I realized that there's an error in the code. Corrected:
from pyspark import SparkContext
from pyspark.streaming import StreamingContext
from pyspark.streaming.kinesis import KinesisUtils, InitialPositionInStream
sc = SparkContext(appName="FileAutomation")
# Create streaming context from existing spark context
ssc = StreamingContext(sc, 10)
alert_stream = KinesisUtils.createStream(ssc,
"Events", # App Name
"Event_Test", # Stream Name
"https://kinesis.us-west-2.amazonaws.com";,
"us-west-2",
InitialPositionInStream.LATEST,
1
)
events = sc.broadcast(25)
def test(rdd):
global events
num = events.value
print num
events.unpersist()
events = sc.broadcast(num + 1)
alert_stream.foreachRDD(test)
# Comment this line and no error occurs
ssc.checkpoint('dir')
ssc.start()
ssc.awaitTermination()
On Fri, Jul 22, 2016 at 1:50 PM, Joe Panciera
wrote:
> Hi,
>
> I'm attempting to use broadcast variables to update stateful values used
> across the cluster for processing. Essentially, I have a function that is
> executed in .foreachRDD that updates the broadcast variable by calling
> unpersist() and then rebroadcasting. This works without issues when I
> execute the code without checkpointing, but as soon as I include
> checkpointing it seems to be unable to pickle the function. I get this
> error:
>
> *It appears that you are attempting to reference SparkContext from a
> broadcast *
>
> File "/usr/lib/spark/python/lib/pyspark.zip/pyspark/context.py", line
> 268, in __getnewargs__
> "It appears that you are attempting to reference SparkContext from a
> broadcast "
> Exception: It appears that you are attempting to reference SparkContext
> from a broadcast variable, action, or transformation. SparkContext can only
> be used on the driver, not in code that it run on workers. For more
> information, see SPARK-5063.
>
> at
> org.apache.spark.streaming.api.python.PythonTransformFunctionSerializer$.serialize(PythonDStream.scala:144)
> at
> org.apache.spark.streaming.api.python.TransformFunction$$anonfun$writeObject$1.apply$mcV$sp(PythonDStream.scala:101)

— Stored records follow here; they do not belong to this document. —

//! The per-zone record cache.
//!
//! Answering from the store on every query would put a database
//! round-trip on the hot path, so the full record set of a zone is
//! cached under the zone name and dropped either when its entry
//! expires or when the change-stream reports an edit.
//!
//! A cold zone under load is the dangerous case: without coordination,
//! every concurrent query for it would issue its own store fetch.
//! Misses therefore go through a per-zone flight guard, and only the
//! first caller in hits the store; the rest find the entry populated
//! when they get the guard.

use priority_queue::PriorityQueue;
use std::cmp::Reverse;
use std::collections::HashMap;
use std::sync::{Arc, Mutex};
use std::time::{Duration, Instant};
use tokio::sync::Mutex as AsyncMutex;

use crate::store::{StoreError, ZoneRecord, ZoneStore};

/// How many zones to hold before evicting in least-recently-used
/// order.
pub const DEFAULT_CAPACITY: usize = 1_000_000;

/// How long a cached record set stays usable.  The deadline is
/// absolute: reads do not extend it.
pub const DEFAULT_ENTRY_TTL: Duration = Duration::from_secs(30 * 60);

const MUTEX_POISON_MESSAGE: &str =
    "[INTERNAL ERROR] cache mutex poisoned, cannot recover from this - aborting";

/// A bounded, expiring map from zone name to that zone's full record
/// set.  Snapshots are immutable: an invalidation drops the entry and
/// the next demand re-reads the store.
pub struct ZoneCache {
    store: Arc<dyn ZoneStore>,
    inner: Mutex<CacheInner>,
    flights: AsyncMutex<HashMap<String, Arc<AsyncMutex<()>>>>,
    entry_ttl: Duration,
}

struct CacheInner {
    entries: HashMap<String, CachedZone>,

    /// Zone names ordered by last read, oldest first.  Used to pick
    /// eviction victims once the cache is over capacity.
    ///
    /// INVARIANT: the names in here are exactly the names in `entries`.
    access_priority: PriorityQueue<String, Reverse<Instant>>,

    /// Zone names ordered by expiry deadline, soonest first.
    ///
    /// INVARIANT: the names in here are exactly the names in `entries`.
    expiry_priority: PriorityQueue<String, Reverse<Instant>>,

    capacity: usize,
}

struct CachedZone {
    records: Arc<[ZoneRecord]>,
    expires_at: Instant,
}

impl ZoneCache {
    /// Create a cache with the given bounds.
    ///
    /// # Panics
    ///
    /// If called with a capacity of 0.
    pub fn new(store: Arc<dyn ZoneStore>, capacity: usize, entry_ttl: Duration) -> Self {
        assert!(capacity > 0, "cannot create a zero-capacity cache");

        Self {
            store,
            inner: Mutex::new(CacheInner {
                entries: HashMap::new(),
                access_priority: PriorityQueue::new(),
                expiry_priority: PriorityQueue::new(),
                capacity,
            }),
            flights: AsyncMutex::new(HashMap::new()),
            entry_ttl,
        }
    }

    /// A snapshot of all records for the zone, from the cache if the
    /// entry is live, otherwise from the store.
    ///
    /// Zones with no records are never cached, so the "zone exists but
    /// is empty" case costs a store read each time; the existence
    /// filter is what keeps unknown zones away from here.
    ///
    /// # Errors
    ///
    /// If the store read fails.  The cache is left unchanged.
    pub async fn get_records(&self, zone_name: &str) -> Result<Arc<[ZoneRecord]>, StoreError> {
        if let Some(records) = self.lookup(zone_name) {
            return Ok(records);
        }

        let flight = {
            let mut flights = self.flights.lock().await;
            flights.entry(zone_name.to_string()).or_default().clone()
        };
        let _guard = flight.lock().await;

        // whoever held the guard before us may have already populated
        // the entry
        if let Some(records) = self.lookup(zone_name) {
            self.finish_flight(zone_name).await;
            return Ok(records);
        }

        let records = match self.store.records_for_zone(zone_name).await {
            Ok(records) => records,
            Err(error) => {
                self.finish_flight(zone_name).await;
                return Err(error);
            }
        };

        let records: Arc<[ZoneRecord]> = records.into();
        if !records.is_empty() {
            self.insert(zone_name, Arc::clone(&records));
        }
        self.finish_flight(zone_name).await;

        Ok(records)
    }

    /// Drop the entry for a zone, if any.
    pub fn invalidate(&self, zone_name: &str) {
        let mut inner = self.inner.lock().expect(MUTEX_POISON_MESSAGE);
        inner.remove_entry(zone_name);
    }

    /// How many zones are currently cached.
    pub fn len(&self) -> usize {
        self.inner.lock().expect(MUTEX_POISON_MESSAGE).entries.len()
    }

    pub fn is_empty(&self) -> bool {
        self.len() == 0
    }

    fn lookup(&self, zone_name: &str) -> Option<Arc<[ZoneRecord]>> {
        let mut inner = self.inner.lock().expect(MUTEX_POISON_MESSAGE);
        let now = Instant::now();

        let hit = match inner.entries.get(zone_name) {
            None => return None,
            Some(entry) if entry.expires_at <= now => None,
            Some(entry) => Some(Arc::clone(&entry.records)),
        };

        match hit {
            Some(records) => {
                inner
                    .access_priority
                    .change_priority(zone_name, Reverse(now));
                Some(records)
            }
            None => {
                inner.remove_entry(zone_name);
                None
            }
        }
    }

    fn insert(&self, zone_name: &str, records: Arc<[ZoneRecord]>) {
        let mut inner = self.inner.lock().expect(MUTEX_POISON_MESSAGE);
        let now = Instant::now();
        let expires_at = now + self.entry_ttl;

        inner.entries.insert(
            zone_name.to_string(),
            CachedZone {
                records,
                expires_at,
            },
        );
        inner.access_priority.push(zone_name.to_string(), Reverse(now));
        inner
            .expiry_priority
            .push(zone_name.to_string(), Reverse(expires_at));
        inner.evict(now);
    }

    async fn finish_flight(&self, zone_name: &str) {
        let mut flights = self.flights.lock().await;
        flights.remove(zone_name);
    }
}

impl CacheInner {
    fn remove_entry(&mut self, zone_name: &str) {
        self.entries.remove(zone_name);
        self.access_priority.remove(zone_name);
        self.expiry_priority.remove(zone_name);
    }

    /// Clear expired entries, then if still over capacity evict in LRU
    /// order.
    fn evict(&mut self, now: Instant) {
        loop {
            let due = matches!(self.expiry_priority.peek(), Some((_, Reverse(e))) if *e <= now);
            if !due {
                break;
            }
            if let Some((zone_name, _)) = self.expiry_priority.pop() {
                self.entries.remove(&zone_name);
                self.access_priority.remove(&zone_name);
            }
        }

        while self.entries.len() > self.capacity {
            let Some((zone_name, _)) = self.access_priority.pop() else {
                break;
            };
            self.entries.remove(&zone_name);
            self.expiry_priority.remove(&zone_name);
        }
    }
}

#[cfg(test)]
mod tests {
    use std::sync::atomic::{AtomicUsize, Ordering};

    use super::*;
    use crate::test_util::{record, MemoryStore};

    fn cache_over(store: Arc<MemoryStore>) -> ZoneCache {
        ZoneCache::new(store, DEFAULT_CAPACITY, DEFAULT_ENTRY_TTL)
    }

    #[tokio::test]
    async fn get_records_fetches_once_and_caches() {
        let store = Arc::new(MemoryStore::new());
        store.add_record(record("example.com", "api.example.com", "A", "203.0.113.5", 60, 0));
        let cache = cache_over(Arc::clone(&store));

        let first = cache.get_records("example.com").await.unwrap();
        let second = cache.get_records("example.com").await.unwrap();

        assert_eq!(1, first.len());
        assert_eq!(first, second);
        assert_eq!(1, store.record_fetches());
    }

    #[tokio::test]
    async fn empty_zones_are_not_cached() {
        let store = Arc::new(MemoryStore::new());
        let cache = cache_over(Arc::clone(&store));

        assert!(cache.get_records("empty.example").await.unwrap().is_empty());
        assert!(cache.get_records("empty.example").await.unwrap().is_empty());

        assert_eq!(2, store.record_fetches());
        assert!(cache.is_empty());
    }

    #[tokio::test]
    async fn invalidate_forces_a_fresh_store_read() {
        let store = Arc::new(MemoryStore::new());
        store.add_record(record("example.com", "api.example.com", "A", "203.0.113.5", 60, 0));
        let cache = cache_over(Arc::clone(&store));

        cache.get_records("example.com").await.unwrap();
        cache.invalidate("example.com");
        cache.get_records("example.com").await.unwrap();

        assert_eq!(2, store.record_fetches());
    }

    #[tokio::test]
    async fn expired_entries_are_refetched() {
        let store = Arc::new(MemoryStore::new());
        store.add_record(record("example.com", "api.example.com", "A", "203.0.113.5", 60, 0));
        let store_dyn: Arc<dyn ZoneStore> = store.clone();
        let cache = ZoneCache::new(store_dyn, DEFAULT_CAPACITY, Duration::ZERO);

        cache.get_records("example.com").await.unwrap();
        cache.get_records("example.com").await.unwrap();

        assert_eq!(2, store.record_fetches());
    }

    #[tokio::test]
    async fn over_capacity_evicts_least_recently_used() {
        let store = Arc::new(MemoryStore::new());
        for zone in ["a.example", "b.example", "c.example"] {
            store.add_record(record(zone, &format!("www.{zone}"), "A", "203.0.113.5", 60, 0));
        }
        let store_dyn: Arc<dyn ZoneStore> = store.clone();
        let cache = ZoneCache::new(store_dyn, 2, DEFAULT_ENTRY_TTL);

        cache.get_records("a.example").await.unwrap();
        cache.get_records("b.example").await.unwrap();
        // reading "a" makes "b" the eviction victim
        cache.get_records("a.example").await.unwrap();
        cache.get_records("c.example").await.unwrap();

        assert_eq!(2, cache.len());
        let fetches = store.record_fetches();
        cache.get_records("a.example").await.unwrap();
        assert_eq!(fetches, store.record_fetches());
        cache.get_records("b.example").await.unwrap();
        assert_eq!(fetches + 1, store.record_fetches());
    }

    #[tokio::test]
    async fn concurrent_misses_collapse_to_a_single_fetch() {
        let store = Arc::new(MemoryStore::with_fetch_delay(Duration::from_millis(20)));
        store.add_record(record("example.com", "api.example.com", "A", "203.0.113.5", 60, 0));
        let cache = Arc::new(cache_over(Arc::clone(&store)));

        let successes = Arc::new(AtomicUsize::new(0));
        let mut handles = Vec::new();
        for _ in 0..32 {
            let cache = Arc::clone(&cache);
            let successes = Arc::clone(&successes);
            handles.push(tokio::spawn(async move {
                let records = cache.get_records("example.com").await.unwrap();
                assert_eq!(1, records.len());
                successes.fetch_add(1, Ordering::SeqCst);
            }));
        }
        for handle in handles {
            handle.await.unwrap();
        }

        assert_eq!(32, successes.load(Ordering::SeqCst));
        assert_eq!(1, store.record_fetches());
    }
}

> at org.apache.spark.util.Utils$.tryOrIOException(Utils.scala:1204)
> ... 61 more
>
>
> Here's some simple code that shows this occurring:
>
> from pyspark import SparkContext
> from pyspark.streaming import StreamingContext
> from pyspark.streaming.kinesis import KinesisUtils, InitialPositionInStream
>
>
>
> sc = SparkContext(appName="FileAutomation")
>
> # Create streaming context from existing spark context
> ssc = StreamingContext(sc, 10)
> alert_stream = KinesisUtils.createStream(ssc,
> "Events", # App Name
> "Event_Test", # Stream Name
>
> "https://kinesis.us-west-2.amazonaws.com";,
> "us-west-2",
> InitialPositionInStream.LATEST,
> 1
> )
>
> events = sc.broadcast(25)
>
>
> def test(rdd):
>
> global events
> num = events.value
> print num
>
> events.unpersist()
> events = sc.broadcast(num + 1)
>
>
> events.foreachRDD(test)
>
> # Comment this line and no error occurs
> ssc.checkpoint('dir')
> ssc.start()
> ssc.awaitTermination()
>
>